• _ASSIGNMENT_:
Go through the records and extract every line with the word "matched".

[Stored data entries]
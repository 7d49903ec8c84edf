//! Credential verification
//!
//! [`CredentialVerifier::verify`] runs exactly one hash comparison per call.
//! When no account exists under the identifier the comparison runs against
//! the hasher's decoy hash, so an unknown identifier takes as long to reject
//! as a wrong password. The verifier knows nothing about throttling; callers
//! combine it with an [`AttemptThrottle`](super::AttemptThrottle).

use std::sync::Arc;

use chrono::Duration;
use serde::{Deserialize, Serialize};

use crate::{
    Error, UserId,
    password::PasswordHasher,
    repositories::{Account, AccountLookup},
    session::{DEFAULT_SESSION_DAYS, SessionProvider, SessionToken},
};

/// What a successful login hands back to the client
#[derive(Debug, Clone, PartialEq, Eq, Serialize, Deserialize)]
pub struct LoginVerdict {
    pub email: String,
    pub name: String,
    pub user_id: UserId,
    pub token: SessionToken,
}

/// Request metadata recorded on the minted session
#[derive(Debug, Clone, Default)]
pub struct ClientInfo {
    pub user_agent: Option<String>,
    pub ip_address: Option<String>,
}

pub struct CredentialVerifier<A: AccountLookup, H: PasswordHasher> {
    accounts: Arc<A>,
    hasher: Arc<H>,
    sessions: Arc<dyn SessionProvider>,
    session_duration: Duration,
}

impl<A: AccountLookup, H: PasswordHasher> CredentialVerifier<A, H> {
    pub fn new(accounts: Arc<A>, hasher: Arc<H>, sessions: Arc<dyn SessionProvider>) -> Self {
        Self {
            accounts,
            hasher,
            sessions,
            session_duration: Duration::days(DEFAULT_SESSION_DAYS),
        }
    }

    pub fn with_session_duration(mut self, session_duration: Duration) -> Self {
        self.session_duration = session_duration;
        self
    }

    /// Run the single comparison without minting a session
    pub async fn authenticate(
        &self,
        identifier: &str,
        secret: &str,
    ) -> Result<Option<Account>, Error> {
        let account = self.accounts.find_account(identifier).await?;

        let hash = account
            .as_ref()
            .map_or(self.hasher.decoy_hash(), |account| {
                account.password_hash.as_str()
            });
        let matched = self.hasher.matches(secret, hash).await?;

        Ok(account.filter(|_| matched))
    }

    /// `Ok(None)` when the identifier is unknown or the secret is wrong.
    pub async fn verify(
        &self,
        identifier: &str,
        secret: &str,
    ) -> Result<Option<LoginVerdict>, Error> {
        self.verify_with(identifier, secret, ClientInfo::default())
            .await
    }

    pub async fn verify_with(
        &self,
        identifier: &str,
        secret: &str,
        client: ClientInfo,
    ) -> Result<Option<LoginVerdict>, Error> {
        let Some(account) = self.authenticate(identifier, secret).await? else {
            return Ok(None);
        };

        let session = self
            .sessions
            .create_session(
                &account.user.id,
                client.user_agent,
                client.ip_address,
                self.session_duration,
            )
            .await?;

        Ok(Some(LoginVerdict {
            email: account.user.email,
            name: account.user.name,
            user_id: account.user.id,
            token: session.token,
        }))
    }
}
impl<R: RepositoryProvider> Wicket<R> {
    /// Create a Wicket instance with opaque sessions, the default lockout
    /// policy and Argon2 password hashing.
    pub fn new(repositories: Arc<R>) -> Self {
        Self::assemble(
            repositories,
            SessionConfig::default(),
            ThrottleConfig::default(),
            Box::new(Argon2Hasher::new()),
        )
    }

    pub(crate) fn assemble(
        repositories: Arc<R>,
        session_config: SessionConfig,
        throttle_config: ThrottleConfig,
        hasher: Hasher,
    ) -> Self {
        let user_repo = Arc::new(UserRepositoryAdapter::new(repositories.clone()));
        let password_repo = Arc::new(PasswordRepositoryAdapter::new(repositories.clone()));
        let hasher = Arc::new(hasher);

        let provider: Box<dyn SessionProvider> = match &session_config.provider_type {
            SessionProviderType::Opaque => Box::new(OpaqueSessionProvider::new(Arc::new(
                SessionRepositoryAdapter::new(repositories.clone()),
            ))),
            SessionProviderType::Jwt(jwt_config) => {
                Box::new(JwtSessionProvider::new(jwt_config.clone()))
            }
        };
        let session_provider: Arc<dyn SessionProvider> = Arc::new(provider);

        let verifier = CredentialVerifier::new(
            Arc::new(UserAccountLookup::new(user_repo.clone(), password_repo.clone())),
            hasher.clone(),
            session_provider.clone(),
        )
        .with_session_duration(session_config.expires_in);
        let throttle = Arc::new(AttemptThrottle::new(throttle_config));

        Self {
            user_service: Arc::new(UserService::new(user_repo, password_repo, hasher)),
            marketplace_service: Arc::new(MarketplaceService::new(Arc::new(
                ProductRepositoryAdapter::new(repositories.clone()),
            ))),
            login_service: Arc::new(LoginService::new(verifier, throttle)),
            session_provider,
            session_config,
            repositories,
        }
    }

    pub fn session_config(&self) -> &SessionConfig {
        &self.session_config
    }

    pub fn throttle_config(&self) -> &ThrottleConfig {
        self.login_service.throttle().config()
    }

    /// Health check for all repositories
    pub async fn health_check(&self) -> Result<(), WicketError> {
        self.repositories
            .health_check()
            .await
            .map_err(|e| WicketError::StorageError(e.to_string()))
    }

    // ------------------------------------------------------------------
    // Login
    // ------------------------------------------------------------------

    /// Log a user in by email and password
    ///
    /// Returns [`WicketError::LockedOut`] while the email is throttled, even
    /// when the password is right.
    pub async fn login(
        &self,
        email: &str,
        password: &str,
        user_agent: Option<String>,
        ip_address: Option<String>,
    ) -> Result<LoginVerdict, WicketError> {
        let client = ClientInfo {
            user_agent,
            ip_address,
        };
        Ok(self.login_service.login_with(email, password, client).await?)
    }

    pub fn is_locked_out(&self, email: &str) -> bool {
        self.login_service.throttle().is_locked_out(email)
    }

    pub fn failed_attempts(&self, email: &str) -> Option<AttemptRecord> {
        self.login_service.throttle().record(email)
    }

    /// Forget an email's failed logins. Returns whether any were recorded.
    pub fn unlock(&self, email: &str) -> bool {
        let unlocked = self.login_service.throttle().reset(email);
        if unlocked {
            tracing::info!(email, "Cleared failed login attempts");
        }
        unlocked
    }

    // ------------------------------------------------------------------
    // Users
    // ------------------------------------------------------------------

    pub async fn list_users(&self) -> Result<Vec<User>, WicketError> {
        Ok(self.user_service.list_users().await?)
    }

    pub async fn paginated_users(&self, query: &ListQuery) -> Result<Page<User>, WicketError> {
        Ok(self.user_service.paginated_users(query).await?)
    }

    /// Get a user by their ID
    ///
    /// Returns `None` when no such user exists.
    pub async fn get_user(&self, user_id: &UserId) -> Result<Option<User>, WicketError> {
        Ok(self.user_service.get_user(user_id).await?)
    }

    pub async fn get_user_by_email(&self, email: &str) -> Result<Option<User>, WicketError> {
        Ok(self.user_service.get_user_by_email(email).await?)
    }

    pub async fn create_user(
        &self,
        name: &str,
        email: &str,
        password: &str,
    ) -> Result<User, WicketError> {
        Ok(self.user_service.create_user(name, email, password).await?)
    }

    pub async fn update_user(
        &self,
        user_id: &UserId,
        name: &str,
        email: &str,
    ) -> Result<User, WicketError> {
        self.user_service
            .update_user(user_id, name, email)
            .await
            .map_err(|e| WicketError::from(e).not_found_as("User not found"))
    }

    /// Delete a user along with their password and sessions
    pub async fn delete_user(&self, user_id: &UserId) -> Result<(), WicketError> {
        self.user_service
            .delete_user(user_id)
            .await
            .map_err(|e| WicketError::from(e).not_found_as("User not found"))?;
        self.session_provider
            .delete_sessions_for_user(user_id)
            .await?;
        Ok(())
    }

    /// Change a password and revoke the user's sessions
    ///
    /// A wrong `old_password` is reported as [`WicketError::InvalidCredentials`]
    /// but does not count towards the login throttle.
    pub async fn change_password(
        &self,
        user_id: &UserId,
        old_password: &str,
        new_password: &str,
        confirm_password: &str,
    ) -> Result<(), WicketError> {
        self.user_service
            .change_password(user_id, old_password, new_password, confirm_password)
            .await
            .map_err(|e| WicketError::from(e).not_found_as("User not found"))?;
        self.session_provider
            .delete_sessions_for_user(user_id)
            .await?;
        tracing::info!(%user_id, "Password changed, sessions revoked");
        Ok(())
    }

    // ------------------------------------------------------------------
    // Marketplace
    // ------------------------------------------------------------------

    /// List products, optionally filtered by a case-insensitive pattern on
    /// the name
    pub async fn list_products(&self, search: Option<&str>) -> Result<Vec<Product>, WicketError> {
        Ok(self.marketplace_service.list_products(search).await?)
    }

    pub async fn get_product(&self, id: &ProductId) -> Result<Option<Product>, WicketError> {
        Ok(self.marketplace_service.get_product(id).await?)
    }

    pub async fn create_product(&self, product: NewProduct) -> Result<Product, WicketError> {
        Ok(self.marketplace_service.create_product(product).await?)
    }

    pub async fn update_product(
        &self,
        id: &ProductId,
        update: ProductUpdate,
    ) -> Result<Product, WicketError> {
        self.marketplace_service
            .update_product(id, update)
            .await
            .map_err(|e| WicketError::from(e).not_found_as("Product not found"))
    }

    pub async fn delete_product(&self, id: &ProductId) -> Result<(), WicketError> {
        self.marketplace_service
            .delete_product(id)
            .await
            .map_err(|e| WicketError::from(e).not_found_as("Product not found"))
    }

    // ------------------------------------------------------------------
    // Sessions
    // ------------------------------------------------------------------

    /// Resolve a bearer token into a live session
    pub async fn get_session(&self, token: &SessionToken) -> Result<Session, WicketError> {
        self.session_provider
            .get_session(token)
            .await
            .map_err(|e| match e {
                wicket_core::Error::Session(SessionError::NotFound) => {
                    WicketError::SessionError("Session not found".to_string())
                }
                e => e.into(),
            })
    }

    /// Log out one session
    pub async fn delete_session(&self, token: &SessionToken) -> Result<(), WicketError> {
        Ok(self.session_provider.delete_session(token).await?)
    }

    pub async fn delete_sessions_for_user(&self, user_id: &UserId) -> Result<(), WicketError> {
        Ok(self
            .session_provider
            .delete_sessions_for_user(user_id)
            .await?)
    }

    /// Drop expired sessions once
    ///
    /// Expired opaque sessions are otherwise only removed when their token is
    /// presented again. See [`Wicket::start_session_cleanup_task`] to run this
    /// periodically.
    pub async fn cleanup_expired_sessions(&self) -> Result<(), WicketError> {
        Ok(self.session_provider.cleanup_expired_sessions().await?)
    }

    /// Spawn a task that drops expired sessions every `every`
    ///
    /// The first sweep runs immediately. The task stops when `shutdown`
    /// changes or its sender is dropped.
    pub fn start_session_cleanup_task(
        &self,
        every: std::time::Duration,
        mut shutdown: tokio::sync::watch::Receiver<bool>,
    ) -> tokio::task::JoinHandle<()> {
        let session_provider = Arc::clone(&self.session_provider);

        tokio::spawn(async move {
            let mut interval_timer = tokio::time::interval(every);

            loop {
                tokio::select! {
                    _ = interval_timer.tick() => {
                        if let Err(e) = session_provider.cleanup_expired_sessions().await {
                            tracing::warn!(error = %e, "Failed to clean up expired sessions");
                        }
                    }
                    _ = shutdown.changed() => {
                        tracing::info!("Shutting down session cleanup task");
                        break;
                    }
                }
            }
        })
    }
}
#[async_trait]
impl SessionRepository for MemorySessionRepository {
    async fn create(&self, session: Session) -> Result<Session, Error> {
        self.sessions
            .insert(hash_token(session.token.as_str()), session.clone());
        Ok(session)
    }

    async fn find_by_token(&self, token: &SessionToken) -> Result<Option<Session>, Error> {
        Ok(self
            .sessions
            .get(&hash_token(token.as_str()))
            .map(|session| session.clone()))
    }

    async fn delete(&self, token: &SessionToken) -> Result<(), Error> {
        self.sessions.remove(&hash_token(token.as_str()));
        Ok(())
    }

    async fn delete_by_user_id(&self, user_id: &UserId) -> Result<(), Error> {
        self.sessions.retain(|_, session| &session.user_id != user_id);
        Ok(())
    }

    async fn cleanup_expired(&self) -> Result<(), Error> {
        let now = Utc::now();
        self.sessions.retain(|_, session| !session.is_expired_at(now));
        Ok(())
    }
}

/// A complete [`RepositoryProvider`] held in process memory
#[derive(Default)]
pub struct MemoryRepositoryProvider {
    users: MemoryUserRepository,
    passwords: MemoryPasswordRepository,
    products: MemoryProductRepository,
    sessions: MemorySessionRepository,
}

impl MemoryRepositoryProvider {
    pub fn new() -> Self {
        Self::default()
    }
}

impl UserRepositoryProvider for MemoryRepositoryProvider {
    type UserRepo = MemoryUserRepository;

    fn user(&self) -> &Self::UserRepo {
        &self.users
    }
}

impl PasswordRepositoryProvider for MemoryRepositoryProvider {
    type PasswordRepo = MemoryPasswordRepository;

    fn password(&self) -> &Self::PasswordRepo {
        &self.passwords
    }
}

impl ProductRepositoryProvider for MemoryRepositoryProvider {
    type ProductRepo = MemoryProductRepository;

    fn product(&self) -> &Self::ProductRepo {
        &self.products
    }
}

impl SessionRepositoryProvider for MemoryRepositoryProvider {
    type SessionRepo = MemorySessionRepository;

    fn session(&self) -> &Self::SessionRepo {
        &self.sessions
    }
}

#[async_trait]
impl RepositoryProvider for MemoryRepositoryProvider {
    async fn health_check(&self) -> Result<(), Error> {
        Ok(())
    }
}

#[cfg(test)]
mod tests {
    use std::sync::Arc;

    use chrono::Duration;

    use super::*;
    use crate::{
        product::NewProduct,
        repositories::{AccountLookup, SessionRepositoryAdapter, UserAccountLookup},
        session::{OpaqueSessionProvider, SessionProvider},
    };

    fn new_user(name: &str, email: &str) -> NewUser {
        NewUser::builder().name(name).email(email).build().unwrap()
    }

    fn new_product(name: &str) -> Product {
        NewProduct {
            name: name.to_string(),
            description: None,
            price: 1000,
            stock: 1,
        }
        .into_product(ProductId::new_random(), Utc::now())
    }

    #[tokio::test]
    async fn test_user_email_is_unique() {
        let repo = MemoryUserRepository::default();
        repo.create(new_user("Ayu", "a@x.com")).await.unwrap();

        let err = repo.create(new_user("Other", "a@x.com")).await.unwrap_err();
        assert!(matches!(err, Error::Auth(AuthError::UserAlreadyExists)));
    }

    #[tokio::test]
    async fn test_user_list_keeps_insertion_order() {
        let repo = MemoryUserRepository::default();
        for email in ["c@x.com", "a@x.com", "b@x.com"] {
            repo.create(new_user("U", email)).await.unwrap();
        }

        let emails: Vec<_> = repo
            .list()
            .await
            .unwrap()
            .into_iter()
            .map(|u| u.email)
            .collect();
        assert_eq!(emails, ["c@x.com", "a@x.com", "b@x.com"]);
    }

    #[tokio::test]
    async fn test_user_update_moves_email_index() {
        let repo = MemoryUserRepository::default();
        let mut ayu = repo.create(new_user("Ayu", "a@x.com")).await.unwrap();
        repo.create(new_user("Budi", "b@x.com")).await.unwrap();

        ayu.email = "b@x.com".to_string();
        assert!(repo.update(&ayu).await.is_err());

        ayu.email = "ayu@x.com".to_string();
        repo.update(&ayu).await.unwrap();
        assert!(repo.find_by_email("a@x.com").await.unwrap().is_none());
        assert_eq!(
            repo.find_by_email("ayu@x.com").await.unwrap().unwrap().id,
            ayu.id
        );

        // The freed address can be claimed again
        repo.create(new_user("New", "a@x.com")).await.unwrap();
    }

    #[tokio::test]
    async fn test_user_delete_frees_email() {
        let repo = MemoryUserRepository::default();
        let user = repo.create(new_user("Ayu", "a@x.com")).await.unwrap();

        repo.delete(&user.id).await.unwrap();
        assert!(repo.find_by_id(&user.id).await.unwrap().is_none());
        assert!(matches!(
            repo.delete(&user.id).await,
            Err(Error::Storage(StorageError::NotFound))
        ));
        repo.create(new_user("Ayu", "a@x.com")).await.unwrap();
    }

    #[tokio::test]
    async fn test_product_name_is_unique() {
        let repo = MemoryProductRepository::default();
        repo.create(new_product("Kopi")).await.unwrap();

        let err = repo.create(new_product("Kopi")).await.unwrap_err();
        assert_eq!(
            err.to_string(),
            "Storage error: Constraint violation: Product name is already registered"
        );
        assert!(repo.find_by_name("Kopi").await.unwrap().is_some());
        assert!(repo.find_by_name("Teh").await.unwrap().is_none());
    }

    #[tokio::test]
    async fn test_account_lookup_requires_password_hash() {
        let storage = Arc::new(MemoryRepositoryProvider::new());
        let lookup = UserAccountLookup::new(
            Arc::new(crate::repositories::UserRepositoryAdapter::new(storage.clone())),
            Arc::new(crate::repositories::PasswordRepositoryAdapter::new(
                storage.clone(),
            )),
        );

        let user = storage.user().create(new_user("Ayu", "a@x.com")).await.unwrap();
        assert!(lookup.find_account("a@x.com").await.unwrap().is_none());

        storage
            .password()
            .set_password_hash(&user.id, "$argon2id$stub")
            .await
            .unwrap();
        let account = lookup.find_account("a@x.com").await.unwrap().unwrap();
        assert_eq!(account.user.id, user.id);
        assert_eq!(account.password_hash, "$argon2id$stub");

        assert!(lookup.find_account("nobody@x.com").await.unwrap().is_none());
    }

    #[tokio::test]
    async fn test_opaque_sessions_are_stored_by_digest() {
        let storage = Arc::new(MemoryRepositoryProvider::new());
        let provider = OpaqueSessionProvider::new(Arc::new(SessionRepositoryAdapter::new(
            storage.clone(),
        )));
        let user_id = UserId::new_random();

        let session = provider
            .create_session(&user_id, None, None, Duration::hours(1))
            .await
            .unwrap();
        assert!(
            storage
                .session()
                .sessions
                .contains_key(&hash_token(session.token.as_str()))
        );
        assert!(
            !storage
                .session()
                .sessions
                .contains_key(session.token.as_str())
        );

        let found = provider.get_session(&session.token).await.unwrap();
        assert_eq!(found.user_id, user_id);

        provider.delete_sessions_for_user(&user_id).await.unwrap();
        assert!(matches!(
            provider.get_session(&session.token).await,
            Err(Error::Session(crate::error::SessionError::NotFound))
        ));
    }

    #[tokio::test]
    async fn test_expired_opaque_session_is_rejected_and_dropped() {
        let storage = Arc::new(MemoryRepositoryProvider::new());
        let provider = OpaqueSessionProvider::new(Arc::new(SessionRepositoryAdapter::new(
            storage.clone(),
        )));

        let session = provider
            .create_session(&UserId::new_random(), None, None, -Duration::minutes(1))
            .await
            .unwrap();

        assert!(matches!(
            provider.get_session(&session.token).await,
            Err(Error::Session(crate::error::SessionError::Expired))
        ));
        assert!(storage.session().sessions.is_empty());
    }

    #[tokio::test]
    async fn test_cleanup_expired_keeps_live_sessions() {
        let repo = MemorySessionRepository::default();
        let live = Session::builder()
            .user_id(UserId::new_random())
            .expires_at(Utc::now() + Duration::hours(1))
            .build()
            .unwrap();
        let stale = Session::builder()
            .user_id(UserId::new_random())
            .expires_at(Utc::now() - Duration::hours(1))
            .build()
            .unwrap();
        repo.create(live.clone()).await.unwrap();
        repo.create(stale.clone()).await.unwrap();

        repo.cleanup_expired().await.unwrap();
        assert!(repo.find_by_token(&live.token).await.unwrap().is_some());
        assert!(repo.find_by_token(&stale.token).await.unwrap().is_none());
    }
}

• _COMPLETED EXERCISE_:
        let matched = self.hasher.matches(secret, hash).await?;
        Ok(account.filter(|_| matched))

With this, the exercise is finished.